The show was renewed for a second season, but was later canceled. On September 3, 2016, it was announced that John Boyega had left the series to focus on the new Star Wars films prior to its cancellation. The show is now available to stream on Hulu.

Plot
Set in the future, Major Lazer is a Jamaican superhero with a laser gun for a right hand who fights against the dystopian forces led by Jamaica's leader President Whitewall and his servant General Rubbish. Major Lazer is assisted in his fight by President Whitewall's daughter Penny Whitewall and hacker Blkmrkt.

Production
Major Lazer had been in production for nearly five years before its premiere. It was originally considered for Adult Swim through a pilot episode produced in 2011 by Williams Street and Titmouse, Inc., which was never broadcast. The musical group Major Lazer, on which the show is based, previously starred animated characters, including the character of Major Lazer. Ferry Gouw, along with John Pham, served as art director for this incarnation. Other musicians such as Jay Z, and the Odd Future collective, had signed on for television shows on the network during the year; Odd Future's came out as Loiter Squad the next year. Billboard announced Major Lazer would premiere on Fox in 2014. Cat Power and Riff Raff were said to have collaborated on the soundtrack for the show.
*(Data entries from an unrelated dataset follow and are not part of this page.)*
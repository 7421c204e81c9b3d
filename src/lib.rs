/*!
# Client-side XMPP stream engine

This crate implements the protocol core of an XMPP client, independent of
any particular transport:

* an incremental XML [`Tokenizer`] which can be fed arbitrarily split
  chunks of bytes,
* a [`StanzaAssembler`] turning its output into complete stanzas
  ([`Element`]) below the stream root,
* a [`RequestsManager`] correlating replies with the [`Request`]s they
  answer, including timeouts and chained response transforms,
* and the [`Client`], which ties those together with filters, modules,
  stream management acknowledgements and the connection lifecycle.

Bytes are moved by a [`Connector`] supplied by the application.

## Example

```
use rxmpp::{StreamParser, StreamEvent, RequestBuilder, RequestsManager, ElementBuilder};

let requests = RequestsManager::default();
let ping = ElementBuilder::new("iq")
	.attr("type", "get")
	.attr("id", "p1")
	.attr("to", "example.com")
	.child(ElementBuilder::new("ping").xmlns("urn:xmpp:ping").build())
	.build();
let request = RequestBuilder::new(ping).build();
requests.register(&request);

let mut parser = StreamParser::new();
parser.parse(b"<stream:stream xmlns='jabber:client' xmlns:stream='http://etherx.jabber.org/streams'>");
for ev in parser.parse(b"<iq type='result' id='p1' from='example.com'/>") {
	if let StreamEvent::Element(el) = ev {
		assert!(requests.find_and_dispatch(&el));
	}
}
assert!(request.is_completed());
```

## Features

* `async` (default): [`StanzaReader`] for parsing from a
  [`tokio::io::AsyncRead`].
* `stream`: implements [`futures_core::Stream`] for [`StanzaReader`].
*/
#![deny(unsafe_code)]

pub mod assembler;
pub mod client;
pub mod connector;
pub mod element;
pub mod error;
pub mod escape;
pub mod executor;
pub mod filter;
pub mod jid;
pub mod module;
#[cfg(feature = "async")]
pub mod reader;
pub mod request;
pub mod requests;
pub mod sm;
pub mod stanza_error;
pub mod tokenizer;


#[doc(inline)]
pub use assembler::{parse_element, StanzaAssembler, StreamEvent, StreamParser, STREAM_ROOT, XMLNS_STREAMS};
#[doc(inline)]
pub use client::{Client, ClientConfig, ClientHandle, Event, State};
#[doc(inline)]
pub use connector::{Connector, ConnectorFactory, ConnectorState, SessionController, SessionEvent};
#[doc(inline)]
pub use element::{Element, ElementBuilder, Name};
#[doc(inline)]
pub use error::{Error, Result, XmlError};
#[doc(inline)]
pub use executor::Executor;
#[doc(inline)]
pub use filter::{FilterChain, Next, StanzaFilter};
#[doc(inline)]
pub use jid::{BareJid, Jid, JidError};
#[doc(inline)]
pub use module::{Criterion, Module, ModulesManager};
#[cfg(feature = "async")]
#[doc(inline)]
pub use reader::StanzaReader;
#[doc(inline)]
pub use request::{Request, RequestBuilder, RequestError, DEFAULT_TIMEOUT};
#[doc(inline)]
pub use requests::RequestsManager;
#[doc(inline)]
pub use sm::{AckState, XMLNS_SM};
#[doc(inline)]
pub use stanza_error::{error_reply, parse_stanza_error, ErrorCondition, ErrorType, XMLNS_STANZAS};
#[doc(inline)]
pub use tokenizer::{TokenHandler, Tokenizer, TokenizerOptions, TokenizerState};
/*!
# Outgoing requests

A [`Request`] is one stanza sent with the expectation of a reply (or, for
fire-and-forget stanzas, of being written). It completes exactly once,
either with the reply or with a [`RequestError`].

Requests are built through [`RequestBuilder`]. Each call to
[`RequestBuilder::map`] appends a derived stage whose result is computed
from the previous stage's result; handlers can be attached to every stage
and each of them sees the result of its own stage.

```
use std::sync::{Arc, Mutex};
use rxmpp::{ElementBuilder, RequestBuilder};

let seen = Arc::new(Mutex::new(Vec::new()));
let (a, b) = (seen.clone(), seen.clone());
let ping = ElementBuilder::new("iq").attr("type", "get").attr("id", "p1").build();
let request = RequestBuilder::new(ping)
	.response(move |r| a.lock().unwrap().push(format!("reply ok: {}", r.is_ok())))
	.map(|reply| Ok::<_, String>(reply.attributes().count()))
	.response(move |r| b.lock().unwrap().push(format!("attrs: {:?}", r.ok())))
	.build();
assert_eq!(request.id(), Some("p1"));
assert!(!request.is_completed());
```
*/
use std::any::Any;
use std::fmt;
use std::marker::PhantomData;
use std::mem;
use std::panic::{catch_unwind, AssertUnwindSafe};
use std::sync::atomic::{AtomicBool, Ordering};
use std::sync::{Arc, Mutex, MutexGuard, PoisonError};
use std::time::{Duration, Instant};

use thiserror::Error;
use tracing::warn;

use crate::element::Element;
use crate::stanza_error::{parse_stanza_error, ErrorCondition};

/// Timeout applied when none is configured.
pub const DEFAULT_TIMEOUT: Duration = Duration::from_secs(30);

type AnyValue = Box<dyn Any + Send>;

type Transform = Box<dyn FnOnce(AnyValue) -> Result<AnyValue, RequestError> + Send>;

type Handler = Box<dyn FnOnce(Result<&(dyn Any + Send), &RequestError>) + Send>;

pub(crate) fn lock<T>(m: &Mutex<T>) -> MutexGuard<'_, T> {
	m.lock().unwrap_or_else(PoisonError::into_inner)
}

/// Failed outcome of a request stage.
#[derive(Debug, Clone, Error)]
pub enum RequestError {
	/// The peer answered with an error stanza.
	#[error("remote error: {condition}")]
	Stanza {
		condition: ErrorCondition,
		text: Option<String>,
		response: Element,
	},

	/// No reply arrived in time, or the connection went away.
	#[error("request timed out")]
	Timeout,

	/// An outgoing filter dropped the stanza, so it was never sent.
	#[error("stanza dropped before sending")]
	Dropped,

	/// A stage's transform rejected its input.
	#[error("transform failed: {0}")]
	Transform(String),

	#[error("internal error: {0}")]
	Internal(String),
}

impl RequestError {
	/// Stanza error condition equivalent to this failure.
	pub fn condition(&self) -> ErrorCondition {
		match self {
			Self::Stanza { condition, .. } => *condition,
			Self::Timeout => ErrorCondition::RemoteServerTimeout,
			Self::Dropped => ErrorCondition::NotAcceptable,
			Self::Transform(_) | Self::Internal(_) => ErrorCondition::UndefinedCondition,
		}
	}

	pub fn is_timeout(&self) -> bool {
		matches!(self, Self::Timeout)
	}
}

struct Stage {
	// None for the root stage, whose result is the reply itself
	transform: Option<Transform>,
	handlers: Vec<Handler>,
}

struct Inner {
	name: String,
	id: Option<String>,
	stanza_type: Option<String>,
	target: Option<String>,
	stanza: Element,
	created: Instant,
	timeout: Duration,
	complete_on_sent: bool,
	completed: AtomicBool,
	sent: AtomicBool,
	timed_out: AtomicBool,
	response: Mutex<Option<Element>>,
	stages: Mutex<Vec<Stage>>,
}

/**
# Handle to an in-flight request

Cheap to clone; all clones refer to the same request.
*/
#[derive(Clone)]
pub struct Request {
	inner: Arc<Inner>,
}

impl fmt::Debug for Request {
	fn fmt(&self, f: &mut fmt::Formatter<'_>) -> fmt::Result {
		f.debug_struct("Request")
			.field("name", &self.inner.name)
			.field("id", &self.inner.id)
			.field("target", &self.inner.target)
			.field("completed", &self.is_completed())
			.field("sent", &self.is_sent())
			.field("timed_out", &self.is_timed_out())
			.finish()
	}
}

impl Request {
	/// Element name of the outgoing stanza.
	pub fn name(&self) -> &str {
		&self.inner.name
	}

	pub fn id(&self) -> Option<&str> {
		self.inner.id.as_deref()
	}

	/// Recipient (`to`) of the outgoing stanza, if it had one.
	pub fn target(&self) -> Option<&str> {
		self.inner.target.as_deref()
	}

	pub fn stanza(&self) -> &Element {
		&self.inner.stanza
	}

	pub fn created_at(&self) -> Instant {
		self.inner.created
	}

	pub fn timeout(&self) -> Duration {
		self.inner.timeout
	}

	pub fn is_expired(&self, now: Instant) -> bool {
		now >= self.inner.created + self.inner.timeout
	}

	pub fn is_completed(&self) -> bool {
		self.inner.completed.load(Ordering::Acquire)
	}

	pub fn is_sent(&self) -> bool {
		self.inner.sent.load(Ordering::Acquire)
	}

	pub fn is_timed_out(&self) -> bool {
		self.inner.timed_out.load(Ordering::Acquire)
	}

	/// The reply, once one has been received.
	pub fn response(&self) -> Option<Element> {
		lock(&self.inner.response).clone()
	}

	/// Key under which a reply can be correlated.
	///
	/// `None` for stanzas without `id` and for `iq` replies, which never get
	/// a reply of their own.
	pub(crate) fn key(&self) -> Option<(String, String)> {
		let id = self.inner.id.as_ref()?;
		if self.inner.name == "iq" && matches!(self.inner.stanza_type.as_deref(), Some("result") | Some("error")) {
			return None;
		}
		Some((self.inner.name.clone(), id.clone()))
	}

	/// Set the sent flag. Returns whether the request now wants to be
	/// completed with its own stanza.
	pub(crate) fn set_sent(&self) -> bool {
		self.inner.sent.store(true, Ordering::Release);
		self.inner.complete_on_sent
	}

	/// Complete with the outgoing stanza itself.
	pub(crate) fn complete_sent(&self) -> bool {
		self.complete(Ok(self.inner.stanza.clone()), None)
	}

	/// Record that the stanza has been handed to the transport.
	#[cfg(test)]
	pub(crate) fn mark_sent(&self) {
		if self.set_sent() {
			self.complete_sent();
		}
	}

	pub(crate) fn complete_with_response(&self, response: Element) -> bool {
		let outcome = match parse_stanza_error(&response) {
			Some((condition, text)) => Err(RequestError::Stanza {
				condition,
				text,
				response: response.clone(),
			}),
			None => Ok(response.clone()),
		};
		self.complete(outcome, Some(response))
	}

	pub(crate) fn complete_timeout(&self) -> bool {
		self.complete(Err(RequestError::Timeout), None)
	}

	pub(crate) fn complete_error(&self, error: RequestError) -> bool {
		self.complete(Err(error), None)
	}

	/// Run all stages, root to leaf. Returns false if the request had been
	/// completed before; `response` is only stored otherwise.
	fn complete(&self, outcome: Result<Element, RequestError>, response: Option<Element>) -> bool {
		if self.inner.completed.swap(true, Ordering::AcqRel) {
			return false;
		}
		if response.is_some() {
			*lock(&self.inner.response) = response;
		}
		if matches!(outcome, Err(RequestError::Timeout)) {
			self.inner.timed_out.store(true, Ordering::Release);
		}
		let stages = mem::take(&mut *lock(&self.inner.stages));
		let mut current: Result<AnyValue, RequestError> = outcome.map(|el| Box::new(el) as AnyValue);
		for stage in stages {
			if let Some(transform) = stage.transform {
				current = match current {
					Ok(value) => match catch_unwind(AssertUnwindSafe(move || transform(value))) {
						Ok(result) => result,
						Err(_) => Err(RequestError::Transform("transform panicked".to_string())),
					},
					Err(e) => Err(e),
				};
			}
			for handler in stage.handlers {
				let arg = match &current {
					Ok(value) => Ok(value.as_ref()),
					Err(e) => Err(e),
				};
				if catch_unwind(AssertUnwindSafe(move || handler(arg))).is_err() {
					warn!(name = self.name(), id = self.id(), "request handler panicked");
				}
			}
		}
		true
	}
}

/**
# Builder for [`Request`]s

`T` is the result type of the last stage: [`Element`] for a fresh builder,
whatever the last [`map`](Self::map) produced otherwise.
*/
pub struct RequestBuilder<T> {
	stanza: Element,
	timeout: Duration,
	complete_on_sent: bool,
	stages: Vec<Stage>,
	_result: PhantomData<fn() -> T>,
}

impl RequestBuilder<Element> {
	/// Start a request for `stanza`.
	///
	/// Stanzas other than `iq` complete as soon as they are written, unless
	/// [`complete_on_sent`](Self::complete_on_sent) says otherwise.
	pub fn new(stanza: Element) -> Self {
		let complete_on_sent = stanza.name() != "iq";
		Self {
			stanza,
			timeout: DEFAULT_TIMEOUT,
			complete_on_sent,
			stages: vec![Stage {
				transform: None,
				handlers: Vec::new(),
			}],
			_result: PhantomData,
		}
	}
}

impl<T: Any + Send> RequestBuilder<T> {
	pub fn timeout(mut self, timeout: Duration) -> Self {
		self.timeout = timeout;
		self
	}

	/// Complete with the outgoing stanza itself once it has been written.
	pub fn complete_on_sent(mut self, v: bool) -> Self {
		self.complete_on_sent = v;
		self
	}

	/// Attach a handler to the current stage. May be called repeatedly.
	pub fn response<F>(mut self, f: F) -> Self
	where
		F: FnOnce(Result<&T, &RequestError>) + Send + 'static,
	{
		let handler: Handler = Box::new(move |r| match r {
			Ok(value) => match value.downcast_ref::<T>() {
				Some(value) => f(Ok(value)),
				None => f(Err(&RequestError::Internal("stage result has unexpected type".to_string()))),
			},
			Err(e) => f(Err(e)),
		});
		if let Some(stage) = self.stages.last_mut() {
			stage.handlers.push(handler);
		}
		self
	}

	/// Derive a new stage whose result is `f` applied to this stage's result.
	///
	/// If `f` fails (or panics), this and all later stages fail with
	/// [`RequestError::Transform`].
	pub fn map<U, E, F>(mut self, f: F) -> RequestBuilder<U>
	where
		U: Any + Send,
		E: fmt::Display,
		F: FnOnce(T) -> Result<U, E> + Send + 'static,
	{
		let transform: Transform = Box::new(move |value| {
			let value = value
				.downcast::<T>()
				.map_err(|_| RequestError::Internal("stage input has unexpected type".to_string()))?;
			match f(*value) {
				Ok(u) => Ok(Box::new(u) as AnyValue),
				Err(e) => Err(RequestError::Transform(e.to_string())),
			}
		});
		self.stages.push(Stage {
			transform: Some(transform),
			handlers: Vec::new(),
		});
		RequestBuilder {
			stanza: self.stanza,
			timeout: self.timeout,
			complete_on_sent: self.complete_on_sent,
			stages: self.stages,
			_result: PhantomData,
		}
	}

	pub fn build(self) -> Request {
		let stanza = self.stanza;
		Request {
			inner: Arc::new(Inner {
				name: stanza.name().to_string(),
				id: stanza.id().map(str::to_string),
				stanza_type: stanza.stanza_type().map(str::to_string),
				target: stanza.to().map(str::to_string),
				created: Instant::now(),
				timeout: self.timeout,
				complete_on_sent: self.complete_on_sent,
				completed: AtomicBool::new(false),
				sent: AtomicBool::new(false),
				timed_out: AtomicBool::new(false),
				response: Mutex::new(None),
				stages: Mutex::new(self.stages),
				stanza,
			}),
		}
	}
}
In 2015, Billboard announced the show would premiere on FXX. Diplo called the long wait of the production "worth it to have such a succinct TV show for our music fans and cartoon fans alike". He said that it would appeal to "any fans of hip-hop [and] electronic music or '80s cartoons, and the culture that gave birth to [Major Lazer's] musical landscape". Adewale Akinnuoye-Agbaje, who voices the eponymous character, described the feeling of the show as "like being high". J. K. Simmons voices President Whitewall, while Aziz Ansari, Ezra Koenig, Riff Raff, Andy Samberg, and Charli XCX make guest voice performances.

Voice cast

Principal cast
 Adewale Akinnuoye-Agbaje – Major Lazer, Evil Lazer (ep. 10)
 James Adomian – General Rubbish
 John Boyega – Blkmrkt
 Ashante "Taranchyla" Reid – Old Rasta, PG Tipps, Weed Man (Episode 1)
 J. K. Simmons – President Whitewall
 Angela Trimbur – Penny Whitewall

Additional voices
 Trinidad James – Mr. Mary James (episode 1), Goldie (episode 9)
 Tiësto – DJ God (episode 2)
 Jonathan Banks – The Law (episode 2)
 Andy Samberg – Dr. Nerd/Dr. Bass Drop (episodes 2–3)
 Riff Raff – Double Cup (episode 4), Additional Voices (episode 7)
 Udo Kier – Head Vampire Vampire (episode 5)
 Ezra Koenig – Ryland (episode 5)
 Matt Berry – Professor Teacher (episodes 6–7)
 Jorma Taccone – Spooky Dookie (episode 6), Killscreen (episode 8), K-Pop (episode 10)
 Aziz Ansari – Goosh (episode 7)
 Heather Anne Campbell – Game Tournament Worker (episode 8)
 Kumail Nanjiani – Thor (episode 8)
 Ferry Gouw – Kamikaze (episode 9)
 Clyde Kusatsu – Store Owner (episode 9)
 Chan Marshall – Knife Fight (episode 9)
 Mike Skinner – Block Head (episode 9)
 Charli XCX – Lady Vanessa Rothchild (episode 11)

Episodes

Pilot (2011)

Series (2015)

Broadcast and reception
The show premiered on April 16, 2015. The Major Lazer group's third album was expected to be released near the same date, but was moved to June 1. A special preview of the show was broadcast on October 27, 2014, on FXX. Erik Adams of The A.V. Club graded the series with an B, praising its visuals reminiscent of the "chunky outlines, washed-out colors, and fantastical content of '80s Saturday-morning fare" while calling the writing solid yet familiar.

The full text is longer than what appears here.